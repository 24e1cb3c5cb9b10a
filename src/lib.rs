//! Star Dodge - an arcade dodge-and-collect game
//!
//! Core modules:
//! - `sim`: Simulation (entities, collisions, per-tick update)
//! - `spawner`: Periodic coin spawning on its own timer thread
//! - `session`: Playing/GameOver state machine and side effects
//! - `driver`: The dedicated update+render loop thread
//! - `platform`: Host lifecycle, pointer input, drawing surfaces
//! - `renderer`: Per-frame drawable list
//! - `persistence`: Best score storage

pub mod audio;
pub mod driver;
pub mod highscores;
pub mod persistence;
pub mod platform;
pub mod renderer;
pub mod session;
pub mod settings;
pub mod sim;
pub mod spawner;

pub use driver::{GameLoop, LoopError};
pub use highscores::BestScore;
pub use session::Session;
pub use settings::Settings;

/// Game configuration constants
pub mod consts {
    /// Ship sprite half-extent (drawn as a 200x200 box around its center)
    pub const SHIP_HALF_EXTENT: f32 = 100.0;
    /// Horizontal reach of the ship hit box past its x coordinate
    pub const SHIP_HIT_REACH_X: f32 = 50.0;
    /// Vertical reach of the ship hit box past its y coordinate
    pub const SHIP_HIT_REACH_Y: f32 = 100.0;

    /// Asteroid sprite size (square)
    pub const OBSTACLE_SIZE: f32 = 200.0;
    /// Asteroid hit box width
    pub const OBSTACLE_HIT_WIDTH: f32 = 200.0;
    /// Asteroid hit box depth below its y coordinate
    pub const OBSTACLE_HIT_DEPTH: f32 = 100.0;
    /// Asteroids alive at any time during a session
    pub const OBSTACLE_COUNT: usize = 4;
    /// Starting heights of the asteroids, all above the screen
    pub const OBSTACLE_START_Y: [f32; OBSTACLE_COUNT] = [-100.0, -300.0, -500.0, -700.0];
    /// Height an asteroid is moved back to after leaving the screen
    pub const OBSTACLE_RESPAWN_Y: f32 = -100.0;

    /// Coin sprite size (square)
    pub const COIN_SIZE: f32 = 120.0;
    /// Coin hit box width (narrower than the sprite)
    pub const COIN_HIT_WIDTH: f32 = 100.0;
    /// Coin hit box depth below its y coordinate
    pub const COIN_HIT_DEPTH: f32 = 100.0;

    /// Fall speed at session start (pixels per tick)
    pub const INITIAL_SPEED: f32 = 35.0;
    /// Speed added by the difficulty step
    pub const SPEED_STEP: f32 = 2.0;
    /// Difficulty only steps while speed is below this
    pub const SPEED_CEILING: f32 = 20.0;
    /// Difficulty steps on positive multiples of this score
    pub const SPEED_STEP_SCORE: u64 = 10;

    /// Points for an asteroid leaving the screen
    pub const RECYCLE_POINTS: u64 = 1;
    /// Points for a collected coin
    pub const COIN_POINTS: u64 = 5;

    /// Wall-clock time between coin batches
    pub const SPAWN_INTERVAL_MS: u64 = 3000;
    /// Coins per batch (inclusive)
    pub const SPAWN_MIN_COINS: i32 = 1;
    pub const SPAWN_MAX_COINS: i32 = 4;
    /// Coins spawn at least this far left of the right edge and above the top edge
    pub const COIN_SPAWN_MARGIN: i32 = 100;
}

WORK TASK: Tally every line above that has the word "screen", and report the total with no other words.

SOLUTION TO THE PROBLEM: 3